*EXERCISE GOAL*: Hand back the entries below exactly.

*SOURCE DATA*:

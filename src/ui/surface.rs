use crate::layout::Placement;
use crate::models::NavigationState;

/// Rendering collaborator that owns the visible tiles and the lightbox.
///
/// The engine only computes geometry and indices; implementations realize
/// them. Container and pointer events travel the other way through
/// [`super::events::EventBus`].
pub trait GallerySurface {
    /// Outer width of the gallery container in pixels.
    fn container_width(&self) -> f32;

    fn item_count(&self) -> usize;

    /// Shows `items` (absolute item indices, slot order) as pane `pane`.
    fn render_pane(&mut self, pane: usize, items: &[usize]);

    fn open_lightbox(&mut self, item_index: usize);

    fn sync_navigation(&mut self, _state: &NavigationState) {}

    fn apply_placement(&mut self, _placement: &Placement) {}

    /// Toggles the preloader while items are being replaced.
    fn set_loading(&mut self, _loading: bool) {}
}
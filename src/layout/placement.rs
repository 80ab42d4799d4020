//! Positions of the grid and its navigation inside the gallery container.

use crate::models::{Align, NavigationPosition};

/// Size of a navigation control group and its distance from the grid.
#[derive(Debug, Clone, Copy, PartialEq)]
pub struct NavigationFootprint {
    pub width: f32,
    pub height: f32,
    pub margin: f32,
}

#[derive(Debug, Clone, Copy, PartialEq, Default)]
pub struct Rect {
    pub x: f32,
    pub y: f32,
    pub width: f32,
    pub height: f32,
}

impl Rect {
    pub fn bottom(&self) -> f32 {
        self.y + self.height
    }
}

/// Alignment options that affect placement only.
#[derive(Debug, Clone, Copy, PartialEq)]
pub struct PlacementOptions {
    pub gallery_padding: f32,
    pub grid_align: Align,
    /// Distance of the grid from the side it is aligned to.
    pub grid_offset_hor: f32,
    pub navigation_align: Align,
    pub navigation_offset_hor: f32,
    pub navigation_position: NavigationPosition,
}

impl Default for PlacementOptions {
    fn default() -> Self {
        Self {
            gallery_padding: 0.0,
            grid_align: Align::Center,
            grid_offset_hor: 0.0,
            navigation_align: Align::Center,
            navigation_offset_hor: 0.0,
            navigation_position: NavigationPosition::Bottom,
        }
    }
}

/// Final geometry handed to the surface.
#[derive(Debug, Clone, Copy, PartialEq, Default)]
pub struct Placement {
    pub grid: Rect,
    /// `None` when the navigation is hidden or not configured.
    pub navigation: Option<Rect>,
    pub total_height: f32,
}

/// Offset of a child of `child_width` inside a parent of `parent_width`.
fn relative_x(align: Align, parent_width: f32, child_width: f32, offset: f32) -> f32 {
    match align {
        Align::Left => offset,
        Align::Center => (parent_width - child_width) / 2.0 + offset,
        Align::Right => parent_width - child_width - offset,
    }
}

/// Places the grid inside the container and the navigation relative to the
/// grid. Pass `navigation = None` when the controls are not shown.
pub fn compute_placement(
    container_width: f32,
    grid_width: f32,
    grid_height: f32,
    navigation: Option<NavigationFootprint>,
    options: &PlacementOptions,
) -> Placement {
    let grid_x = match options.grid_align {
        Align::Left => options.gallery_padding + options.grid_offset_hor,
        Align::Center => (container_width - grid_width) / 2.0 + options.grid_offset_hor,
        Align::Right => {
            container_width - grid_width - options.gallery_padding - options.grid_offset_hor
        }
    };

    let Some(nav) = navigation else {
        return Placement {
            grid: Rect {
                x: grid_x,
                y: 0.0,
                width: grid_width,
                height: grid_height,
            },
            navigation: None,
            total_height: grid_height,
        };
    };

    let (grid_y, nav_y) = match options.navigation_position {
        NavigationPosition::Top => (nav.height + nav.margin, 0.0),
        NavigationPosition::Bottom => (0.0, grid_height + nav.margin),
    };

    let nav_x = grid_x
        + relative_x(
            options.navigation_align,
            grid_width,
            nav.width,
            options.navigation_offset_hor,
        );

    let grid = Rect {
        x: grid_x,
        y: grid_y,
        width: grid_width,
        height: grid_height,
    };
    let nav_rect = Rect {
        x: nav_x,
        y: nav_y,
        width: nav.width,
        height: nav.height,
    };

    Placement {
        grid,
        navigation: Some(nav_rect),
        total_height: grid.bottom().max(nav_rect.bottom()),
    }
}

*RESPONSE AREA*:
filename src/ui/surface.rs
use crate::layout::Placement;
use crate::models::NavigationState;

/// Rendering collaborator that owns the visible tiles and the lightbox.
///
/// The engine only computes geometry and indices; implementations realize
/// them. Container and pointer events travel the other way through
/// [`super::events::EventBus`].
pub trait GallerySurface {
    /// Outer width of the gallery container in pixels.
    fn container_width(&self) -> f32;

    fn item_count(&self) -> usize;

    /// Shows `items` (absolute item indices, slot order) as pane `pane`.
    fn render_pane(&mut self, pane: usize, items: &[usize]);

    fn open_lightbox(&mut self, item_index: usize);

    fn sync_navigation(&mut self, _state: &NavigationState) {}

    fn apply_placement(&mut self, _placement: &Placement) {}

    /// Toggles the preloader while items are being replaced.
    fn set_loading(&mut self, _loading: bool) {}
}
filename src/layout/placement.rs
repository 80ab42d4799d4020
//! Positions of the grid and its navigation inside the gallery container.

use crate::models::{Align, NavigationPosition};

/// Size of a navigation control group and its distance from the grid.
#[derive(Debug, Clone, Copy, PartialEq)]
pub struct NavigationFootprint {
    pub width: f32,
    pub height: f32,
    pub margin: f32,
}

#[derive(Debug, Clone, Copy, PartialEq, Default)]
pub struct Rect {
    pub x: f32,
    pub y: f32,
    pub width: f32,
    pub height: f32,
}

impl Rect {
    pub fn bottom(&self) -> f32 {
        self.y + self.height
    }
}

/// Alignment options that affect placement only.
#[derive(Debug, Clone, Copy, PartialEq)]
pub struct PlacementOptions {
    pub gallery_padding: f32,
    pub grid_align: Align,
    /// Distance of the grid from the side it is aligned to.
    pub grid_offset_hor: f32,
    pub navigation_align: Align,
    pub navigation_offset_hor: f32,
    pub navigation_position: NavigationPosition,
}

impl Default for PlacementOptions {
    fn default() -> Self {
        Self {
            gallery_padding: 0.0,
            grid_align: Align::Center,
            grid_offset_hor: 0.0,
            navigation_align: Align::Center,
            navigation_offset_hor: 0.0,
            navigation_position: NavigationPosition::Bottom,
        }
    }
}

/// Final geometry handed to the surface.
#[derive(Debug, Clone, Copy, PartialEq, Default)]
pub struct Placement {
    pub grid: Rect,
    /// `None` when the navigation is hidden or not configured.
    pub navigation: Option<Rect>,
    pub total_height: f32,
}

/// Offset of a child of `child_width` inside a parent of `parent_width`.
fn relative_x(align: Align, parent_width: f32, child_width: f32, offset: f32) -> f32 {
    match align {
        Align::Left => offset,
        Align::Center => (parent_width - child_width) / 2.0 + offset,
        Align::Right => parent_width - child_width - offset,
    }
}

/// Places the grid inside the container and the navigation relative to the
/// grid. Pass `navigation = None` when the controls are not shown.
pub fn compute_placement(
    container_width: f32,
    grid_width: f32,
    grid_height: f32,
    navigation: Option<NavigationFootprint>,
    options: &PlacementOptions,
) -> Placement {
    let grid_x = match options.grid_align {
        Align::Left => options.gallery_padding + options.grid_offset_hor,
        Align::Center => (container_width - grid_width) / 2.0 + options.grid_offset_hor,
        Align::Right => {
            container_width - grid_width - options.gallery_padding - options.grid_offset_hor
        }
    };

    let Some(nav) = navigation else {
        return Placement {
            grid: Rect {
                x: grid_x,
                y: 0.0,
                width: grid_width,
                height: grid_height,
            },
            navigation: None,
            total_height: grid_height,
        };
    };

    let (grid_y, nav_y) = match options.navigation_position {
        NavigationPosition::Top => (nav.height + nav.margin, 0.0),
        NavigationPosition::Bottom => (0.0, grid_height + nav.margin),
    };

    let nav_x = grid_x
        + relative_x(
            options.navigation_align,
            grid_width,
            nav.width,
            options.navigation_offset_hor,
        );

    let grid = Rect {
        x: grid_x,
        y: grid_y,
        width: grid_width,
        height: grid_height,
    };
    let nav_rect = Rect {
        x: nav_x,
        y: nav_y,
        width: nav.width,
        height: nav.height,
    };

    Placement {
        grid,
        navigation: Some(nav_rect),
        total_height: grid.bottom().max(nav_rect.bottom()),
    }
}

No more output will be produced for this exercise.